Leisure time is a zero-sum game; how much of it will you get?

Zero-sum game: a situation in which a gain for one side entails a corresponding loss for the other side

That's exactly the situation with our leisure time. It is a fixed amount, so if one activity gains more of our time, another activity gets less.

The amount of leisure time has basically remained constant over the past few decades, only moving up or down a few minutes each year. In 2015, the average American age 15+ had an average of 5 hours, 13 minutes of leisure time a day. Television accounts for more than half the time. Visits to arts and entertainment venues, which includes zoos, museums, live performances, theme parks and the many types of family entertainment centers only captures 1.5% of that leisure time, or 5 minutes a day, 35 minutes a week or 2.5 hours a month.
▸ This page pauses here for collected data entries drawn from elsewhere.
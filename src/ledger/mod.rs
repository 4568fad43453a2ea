//! Per-user quota counters and the storage contract behind them.
//!
//! The ledger is the only shared mutable state in the core. Every backend
//! must expose the conditional increments as *single* atomic storage
//! operations ("increment where count < limit"); read-then-write sequences
//! are not an acceptable implementation, they reintroduce the overshoot
//! race the limiter exists to prevent.

pub mod memory;
#[cfg(feature = "postgres")]
pub mod postgres;
pub mod sqlite;

use async_trait::async_trait;
use chrono::{DateTime, Datelike, Duration, TimeZone, Utc};
use serde::{Deserialize, Serialize};

use crate::error::LedgerError;
use crate::types::PlanLimits;

pub use memory::MemoryLedger;
#[cfg(feature = "postgres")]
pub use postgres::PgLedger;
pub use sqlite::SqliteLedger;

/// Persisted quota counters for one user.
///
/// Invariants: counts never go negative; `daily_reset_at` is `None` while
/// unlocked, a future instant while the rolling 24h lock is armed, and is
/// cleared (not merely ignored) once it has passed; `monthly_reset_at`
/// always holds the next calendar-month boundary (UTC).
#[derive(Debug, Clone, PartialEq, Serialize, Deserialize)]
pub struct UsageRecord {
    /// Owning user.
    pub user_id: String,
    /// Messages consumed in the current daily window.
    pub daily_count: i64,
    /// Messages consumed in the current calendar month.
    pub monthly_count: i64,
    /// End of the rolling 24h lock, when armed.
    pub daily_reset_at: Option<DateTime<Utc>>,
    /// Start of the next calendar month (UTC).
    pub monthly_reset_at: DateTime<Utc>,
}

impl UsageRecord {
    /// Fresh zeroed record for `user_id`.
    pub fn new(user_id: impl Into<String>, monthly_reset_at: DateTime<Utc>) -> Self {
        Self {
            user_id: user_id.into(),
            daily_count: 0,
            monthly_count: 0,
            daily_reset_at: None,
            monthly_reset_at,
        }
    }
}

/// Read-only usage summary handed to callers (granted consumes, the usage
/// endpoint, and limit-reached payloads all derive from this).
#[derive(Debug, Clone, Serialize, Deserialize)]
pub struct UsageReport {
    /// Owning user.
    pub user_id: String,
    /// Daily consumption and cap (`0` cap = not enforced).
    pub daily_used: i64,
    pub daily_limit: i64,
    /// Monthly consumption and cap (`0` cap = not enforced).
    pub monthly_used: i64,
    pub monthly_limit: i64,
    /// Rolling daily lock end, when armed.
    pub daily_reset_at: Option<DateTime<Utc>>,
    /// Next monthly boundary (absent only for tester bypass reports).
    pub monthly_reset_at: Option<DateTime<Utc>>,
    /// Whether this account bypasses the limiter.
    pub is_tester: bool,
}

impl UsageReport {
    /// Build a report from a stored record plus the caller's plan.
    pub fn from_record(record: &UsageRecord, plan: &PlanLimits) -> Self {
        Self {
            user_id: record.user_id.clone(),
            daily_used: record.daily_count,
            daily_limit: plan.daily_limit.max(0),
            monthly_used: record.monthly_count,
            monthly_limit: plan.monthly_limit.max(0),
            daily_reset_at: record.daily_reset_at,
            monthly_reset_at: Some(record.monthly_reset_at),
            is_tester: plan.is_tester,
        }
    }

    /// Report for a tester bypass: nothing tracked, nothing enforced.
    pub fn tester(user_id: impl Into<String>) -> Self {
        Self {
            user_id: user_id.into(),
            daily_used: 0,
            daily_limit: 0,
            monthly_used: 0,
            monthly_limit: 0,
            daily_reset_at: None,
            monthly_reset_at: None,
            is_tester: true,
        }
    }
}

/// Storage contract for usage records.
///
/// The two `try_consume_*` operations are the heart of the limiter: each is
/// one indivisible conditional update at the storage layer, equivalent to a
/// compare-and-swap. `ensure` must converge under creation races
/// (get-or-create, never get-or-duplicate).
#[async_trait]
pub trait LedgerStore: Send + Sync {
    /// Read a record without creating it.
    async fn get(&self, user_id: &str) -> Result<Option<UsageRecord>, LedgerError>;

    /// Get the record, creating a zeroed one if absent.
    async fn ensure(
        &self,
        user_id: &str,
        monthly_reset_at: DateTime<Utc>,
    ) -> Result<UsageRecord, LedgerError>;

    /// Atomically increment the daily counter (and the monthly counter,
    /// which tracks every consume) iff `daily_count < daily_limit`.
    /// Returns whether the slot was won.
    async fn try_consume_daily(
        &self,
        user_id: &str,
        daily_limit: i64,
    ) -> Result<bool, LedgerError>;

    /// Atomically increment the monthly counter iff
    /// `monthly_count < monthly_limit`. Returns whether the slot was won.
    async fn try_consume_monthly(
        &self,
        user_id: &str,
        monthly_limit: i64,
    ) -> Result<bool, LedgerError>;

    /// Unconditional daily+monthly increment, for unlimited-but-tracked
    /// daily plans.
    async fn consume_daily_unchecked(&self, user_id: &str) -> Result<(), LedgerError>;

    /// Unconditional monthly increment, for unlimited-but-tracked monthly
    /// plans.
    async fn consume_monthly_unchecked(&self, user_id: &str) -> Result<(), LedgerError>;

    /// Arm the rolling daily lock iff none is armed, returning the armed
    /// instant. Under concurrent first rejections the earliest writer wins
    /// and everyone observes its value.
    async fn arm_daily_lock(
        &self,
        user_id: &str,
        reset_at: DateTime<Utc>,
    ) -> Result<DateTime<Utc>, LedgerError>;

    /// Clear the daily lock and zero the daily counter iff the lock has
    /// expired (`daily_reset_at <= now`). No-op otherwise.
    async fn clear_daily_lock_if_expired(
        &self,
        user_id: &str,
        now: DateTime<Utc>,
    ) -> Result<(), LedgerError>;

    /// Zero the monthly counter and advance the boundary to `next_reset`
    /// iff the stored boundary has passed (`monthly_reset_at <= now`).
    async fn roll_monthly_if_expired(
        &self,
        user_id: &str,
        now: DateTime<Utc>,
        next_reset: DateTime<Utc>,
    ) -> Result<(), LedgerError>;
}

/// Start of the calendar month after `now` (UTC).
pub fn next_month_start(now: DateTime<Utc>) -> DateTime<Utc> {
    let (year, month) = if now.month() == 12 {
        (now.year() + 1, 1)
    } else {
        (now.year(), now.month() + 1)
    };
    Utc.with_ymd_and_hms(year, month, 1, 0, 0, 0)
        .single()
        // Unreachable for day-1 midnight, but never panic in the ledger path.
        .unwrap_or_else(|| now + Duration::days(31))
}

// ============================================================================
// Tests
// ============================================================================

#[cfg(test)]
mod tests {
    use super::*;

    #[test]
    fn test_next_month_start_mid_year() {
        let now = Utc.with_ymd_and_hms(2026, 3, 14, 15, 9, 26).unwrap();
        let next = next_month_start(now);
        assert_eq!(next, Utc.with_ymd_and_hms(2026, 4, 1, 0, 0, 0).unwrap());
    }

    #[test]
    fn test_next_month_start_december_rolls_year() {
        let now = Utc.with_ymd_and_hms(2025, 12, 31, 23, 59, 59).unwrap();
        let next = next_month_start(now);
        assert_eq!(next, Utc.with_ymd_and_hms(2026, 1, 1, 0, 0, 0).unwrap());
    }

    #[test]
    fn test_report_clamps_negative_limits_to_zero() {
        let now = Utc::now();
        let record = UsageRecord::new("u1", next_month_start(now));
        let plan = PlanLimits {
            daily_limit: -1,
            monthly_limit: -5,
            is_tester: false,
        };
        let report = UsageReport::from_record(&record, &plan);
        assert_eq!(report.daily_limit, 0);
        assert_eq!(report.monthly_limit, 0);
    }
}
Since most visits to arts and entertainment venues have a length-of-stay in the 2.5 hours range (theme parks are of course are longer), that means the average American only visits one venue a month.

The long-term trend of how leisure time is being spent is not good news for the small share of leisure time that is used for visits to location-based entertainment and leisure venues. The average amount of time America's spent at any arts and entertainment venues has decreased by over one-quarter (-27%) since 2004 when it was 46 minutes a week. Last year it was only 35 minutes per week. This downward trend is consistent with every data source and survey our company has analyzed that deals with spending, participation and time spent at arts and entertainment venues. In terms of the size of the slice of leisure time, it's on the decrease.

But there is a silver lining. The segment of adults age 25+ who have the most discretionary income and are the largest spenders for attending arts and entertainment attractions spend more of their leisure time there; 37% more than average.

Adults with a Bachelor's or higher college degree spend an average of 3 hours and 20 minutes a month attending these venues. What's most surprising is they are the adults with the least total leisure time; 42 fewer minutes per day. Yet they devote a larger share than average - 2.5% of all their leisure time to attending arts and entertainment venues. Using a 2.5-hour length-of-stay means these higher socioeconomic adults on average will visit 16 arts and entertainment venues a year, one-third more than average.

That's still not a lot of time considering all the arts and entertainment options that they can visit, but at least the pie is larger.

Today's challenge is to offer a location-based leisure venue that will win out over all the other options of where people can spend their leisure time, including just being Generation Homebody with all its screen-based entertainment and social options. For higher socioeconomic consumers, that has become a high bar. But that's today's big challenge if you want to win.